━━ Records for the exercise

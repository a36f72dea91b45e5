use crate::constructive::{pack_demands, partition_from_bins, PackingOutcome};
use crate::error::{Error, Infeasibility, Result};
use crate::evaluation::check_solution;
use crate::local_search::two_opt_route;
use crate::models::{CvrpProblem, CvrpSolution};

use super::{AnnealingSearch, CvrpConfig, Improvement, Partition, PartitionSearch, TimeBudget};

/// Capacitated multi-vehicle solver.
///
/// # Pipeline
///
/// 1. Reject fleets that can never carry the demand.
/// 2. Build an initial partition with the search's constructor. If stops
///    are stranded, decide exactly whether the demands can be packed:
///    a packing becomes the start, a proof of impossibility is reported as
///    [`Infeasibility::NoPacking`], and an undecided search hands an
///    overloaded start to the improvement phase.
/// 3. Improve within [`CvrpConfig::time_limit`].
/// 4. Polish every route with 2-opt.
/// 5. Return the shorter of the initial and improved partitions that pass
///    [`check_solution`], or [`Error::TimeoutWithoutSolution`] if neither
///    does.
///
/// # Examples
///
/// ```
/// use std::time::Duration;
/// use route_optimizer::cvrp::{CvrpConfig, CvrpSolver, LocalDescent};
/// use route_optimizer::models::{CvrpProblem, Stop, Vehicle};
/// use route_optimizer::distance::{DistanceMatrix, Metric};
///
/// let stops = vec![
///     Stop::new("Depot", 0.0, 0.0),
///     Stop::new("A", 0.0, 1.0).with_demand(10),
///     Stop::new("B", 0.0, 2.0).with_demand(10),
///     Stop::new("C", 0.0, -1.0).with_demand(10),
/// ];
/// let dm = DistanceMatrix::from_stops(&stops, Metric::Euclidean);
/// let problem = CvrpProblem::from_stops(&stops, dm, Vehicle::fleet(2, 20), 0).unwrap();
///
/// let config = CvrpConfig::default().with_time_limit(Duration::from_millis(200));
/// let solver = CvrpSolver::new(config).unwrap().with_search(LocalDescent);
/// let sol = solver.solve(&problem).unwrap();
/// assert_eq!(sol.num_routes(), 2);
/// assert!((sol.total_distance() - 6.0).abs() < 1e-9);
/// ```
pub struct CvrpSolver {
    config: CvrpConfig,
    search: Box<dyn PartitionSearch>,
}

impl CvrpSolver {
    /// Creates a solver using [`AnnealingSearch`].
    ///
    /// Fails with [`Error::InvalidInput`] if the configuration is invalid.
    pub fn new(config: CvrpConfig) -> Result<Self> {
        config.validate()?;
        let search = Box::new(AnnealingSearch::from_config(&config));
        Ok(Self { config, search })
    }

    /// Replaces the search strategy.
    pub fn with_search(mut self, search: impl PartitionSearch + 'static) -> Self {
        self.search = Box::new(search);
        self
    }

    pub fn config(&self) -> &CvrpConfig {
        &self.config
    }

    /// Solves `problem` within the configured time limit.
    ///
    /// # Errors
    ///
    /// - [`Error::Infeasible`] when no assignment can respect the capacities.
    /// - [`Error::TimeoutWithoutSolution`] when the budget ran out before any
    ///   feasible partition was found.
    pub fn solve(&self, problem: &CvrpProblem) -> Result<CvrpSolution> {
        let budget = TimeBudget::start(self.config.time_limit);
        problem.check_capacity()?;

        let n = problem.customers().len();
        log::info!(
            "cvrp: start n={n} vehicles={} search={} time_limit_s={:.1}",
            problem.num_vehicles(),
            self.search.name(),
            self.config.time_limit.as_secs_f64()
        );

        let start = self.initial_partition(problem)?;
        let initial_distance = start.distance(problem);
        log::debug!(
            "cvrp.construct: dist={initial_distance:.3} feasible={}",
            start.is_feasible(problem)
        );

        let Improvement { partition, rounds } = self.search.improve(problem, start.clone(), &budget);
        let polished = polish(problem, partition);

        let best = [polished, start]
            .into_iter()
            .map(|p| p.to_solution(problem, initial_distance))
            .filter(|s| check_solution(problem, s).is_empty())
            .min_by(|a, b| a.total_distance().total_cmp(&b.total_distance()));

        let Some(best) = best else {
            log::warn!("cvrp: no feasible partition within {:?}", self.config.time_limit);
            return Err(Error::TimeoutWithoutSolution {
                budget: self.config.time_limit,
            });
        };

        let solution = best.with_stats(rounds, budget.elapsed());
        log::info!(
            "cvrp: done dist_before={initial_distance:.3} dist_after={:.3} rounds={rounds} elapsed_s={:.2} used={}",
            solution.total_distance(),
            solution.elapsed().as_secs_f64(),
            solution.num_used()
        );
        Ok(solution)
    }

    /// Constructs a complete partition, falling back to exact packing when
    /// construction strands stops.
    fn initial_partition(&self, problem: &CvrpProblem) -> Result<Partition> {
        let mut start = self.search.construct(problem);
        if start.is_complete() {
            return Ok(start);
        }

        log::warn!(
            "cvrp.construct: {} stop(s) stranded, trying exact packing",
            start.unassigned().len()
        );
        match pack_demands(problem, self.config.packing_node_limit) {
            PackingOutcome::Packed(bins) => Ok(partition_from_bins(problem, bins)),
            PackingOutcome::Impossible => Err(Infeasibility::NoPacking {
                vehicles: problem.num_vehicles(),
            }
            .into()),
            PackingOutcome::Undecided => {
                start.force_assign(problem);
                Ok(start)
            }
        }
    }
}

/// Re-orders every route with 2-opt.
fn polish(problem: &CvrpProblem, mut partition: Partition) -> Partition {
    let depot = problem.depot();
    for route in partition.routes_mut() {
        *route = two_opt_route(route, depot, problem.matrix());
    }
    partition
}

━━━━
━━ Records for the exercise

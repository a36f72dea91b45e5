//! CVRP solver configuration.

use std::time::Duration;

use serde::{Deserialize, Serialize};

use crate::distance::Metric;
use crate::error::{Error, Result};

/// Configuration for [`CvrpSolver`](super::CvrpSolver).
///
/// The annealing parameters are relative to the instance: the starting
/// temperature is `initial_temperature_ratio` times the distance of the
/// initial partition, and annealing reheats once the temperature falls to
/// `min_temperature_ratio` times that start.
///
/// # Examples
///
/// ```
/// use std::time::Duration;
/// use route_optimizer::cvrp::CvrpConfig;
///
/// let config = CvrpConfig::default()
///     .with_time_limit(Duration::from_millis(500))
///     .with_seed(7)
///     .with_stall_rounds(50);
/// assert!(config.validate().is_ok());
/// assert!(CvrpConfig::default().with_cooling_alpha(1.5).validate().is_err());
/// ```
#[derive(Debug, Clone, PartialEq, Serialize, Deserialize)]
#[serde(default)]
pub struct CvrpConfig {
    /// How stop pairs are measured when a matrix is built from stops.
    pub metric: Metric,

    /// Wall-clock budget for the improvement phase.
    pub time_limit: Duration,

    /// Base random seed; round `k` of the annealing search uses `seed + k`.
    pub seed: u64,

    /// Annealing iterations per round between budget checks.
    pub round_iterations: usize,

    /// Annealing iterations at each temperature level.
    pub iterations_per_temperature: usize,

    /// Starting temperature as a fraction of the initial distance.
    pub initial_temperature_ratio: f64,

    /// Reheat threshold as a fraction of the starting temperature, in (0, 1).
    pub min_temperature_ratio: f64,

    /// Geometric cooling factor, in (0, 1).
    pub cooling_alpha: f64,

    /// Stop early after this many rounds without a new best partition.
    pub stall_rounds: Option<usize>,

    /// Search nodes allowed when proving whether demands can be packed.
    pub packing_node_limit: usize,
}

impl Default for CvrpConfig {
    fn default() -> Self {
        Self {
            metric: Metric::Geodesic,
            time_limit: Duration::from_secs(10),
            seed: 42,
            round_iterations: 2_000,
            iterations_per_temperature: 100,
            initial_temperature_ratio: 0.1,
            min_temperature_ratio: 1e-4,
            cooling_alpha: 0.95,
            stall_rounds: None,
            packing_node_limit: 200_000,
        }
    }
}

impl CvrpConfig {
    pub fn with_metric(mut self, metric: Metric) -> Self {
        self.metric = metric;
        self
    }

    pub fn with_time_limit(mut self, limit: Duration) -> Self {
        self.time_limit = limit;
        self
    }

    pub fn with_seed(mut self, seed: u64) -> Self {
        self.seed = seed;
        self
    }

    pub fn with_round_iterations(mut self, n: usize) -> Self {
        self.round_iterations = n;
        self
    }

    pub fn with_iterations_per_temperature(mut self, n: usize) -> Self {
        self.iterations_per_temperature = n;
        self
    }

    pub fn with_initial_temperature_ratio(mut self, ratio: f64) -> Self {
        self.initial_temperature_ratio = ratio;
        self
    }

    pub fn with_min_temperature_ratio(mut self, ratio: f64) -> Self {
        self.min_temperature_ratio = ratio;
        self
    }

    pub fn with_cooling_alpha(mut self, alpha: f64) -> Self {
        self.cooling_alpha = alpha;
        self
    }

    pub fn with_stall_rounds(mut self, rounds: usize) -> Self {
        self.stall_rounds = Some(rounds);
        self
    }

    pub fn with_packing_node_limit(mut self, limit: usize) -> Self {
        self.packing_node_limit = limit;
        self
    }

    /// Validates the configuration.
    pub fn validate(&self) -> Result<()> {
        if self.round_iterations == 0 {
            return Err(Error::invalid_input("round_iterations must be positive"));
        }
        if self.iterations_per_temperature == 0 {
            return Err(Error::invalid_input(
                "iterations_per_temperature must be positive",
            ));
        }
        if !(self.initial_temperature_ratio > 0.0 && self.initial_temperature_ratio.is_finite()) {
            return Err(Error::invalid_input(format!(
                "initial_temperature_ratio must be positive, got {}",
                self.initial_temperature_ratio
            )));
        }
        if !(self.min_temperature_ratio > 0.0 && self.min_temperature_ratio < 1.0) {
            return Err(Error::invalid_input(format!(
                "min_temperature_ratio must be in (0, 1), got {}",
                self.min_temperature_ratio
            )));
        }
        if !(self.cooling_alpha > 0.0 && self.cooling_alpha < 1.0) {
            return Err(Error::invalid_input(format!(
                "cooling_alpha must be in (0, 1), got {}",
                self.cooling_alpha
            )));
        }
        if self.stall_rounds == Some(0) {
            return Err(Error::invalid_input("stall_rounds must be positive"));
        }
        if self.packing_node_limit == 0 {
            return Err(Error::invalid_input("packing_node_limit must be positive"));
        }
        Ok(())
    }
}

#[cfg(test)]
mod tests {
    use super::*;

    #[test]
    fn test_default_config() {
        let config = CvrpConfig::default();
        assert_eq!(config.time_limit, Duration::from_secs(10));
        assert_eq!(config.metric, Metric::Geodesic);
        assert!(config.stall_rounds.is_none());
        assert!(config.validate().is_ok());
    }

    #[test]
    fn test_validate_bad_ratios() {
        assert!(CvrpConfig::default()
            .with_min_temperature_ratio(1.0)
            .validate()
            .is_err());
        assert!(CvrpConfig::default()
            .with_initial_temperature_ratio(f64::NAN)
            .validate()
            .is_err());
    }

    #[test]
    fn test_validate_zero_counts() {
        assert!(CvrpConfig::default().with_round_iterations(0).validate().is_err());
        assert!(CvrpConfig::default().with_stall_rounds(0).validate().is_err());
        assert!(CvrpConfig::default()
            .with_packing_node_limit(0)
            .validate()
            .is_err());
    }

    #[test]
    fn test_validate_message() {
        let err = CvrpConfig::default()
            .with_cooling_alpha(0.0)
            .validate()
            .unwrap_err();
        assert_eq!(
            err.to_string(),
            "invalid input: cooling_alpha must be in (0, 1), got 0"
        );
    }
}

━━━━

Work item ::
Extract every line containing the string "best" from the data above.

Solution for this exercise ::
        let best = [polished, start]
        let Some(best) = best else {
        let solution = best.with_stats(rounds, budget.elapsed());
    /// Stop early after this many rounds without a new best partition.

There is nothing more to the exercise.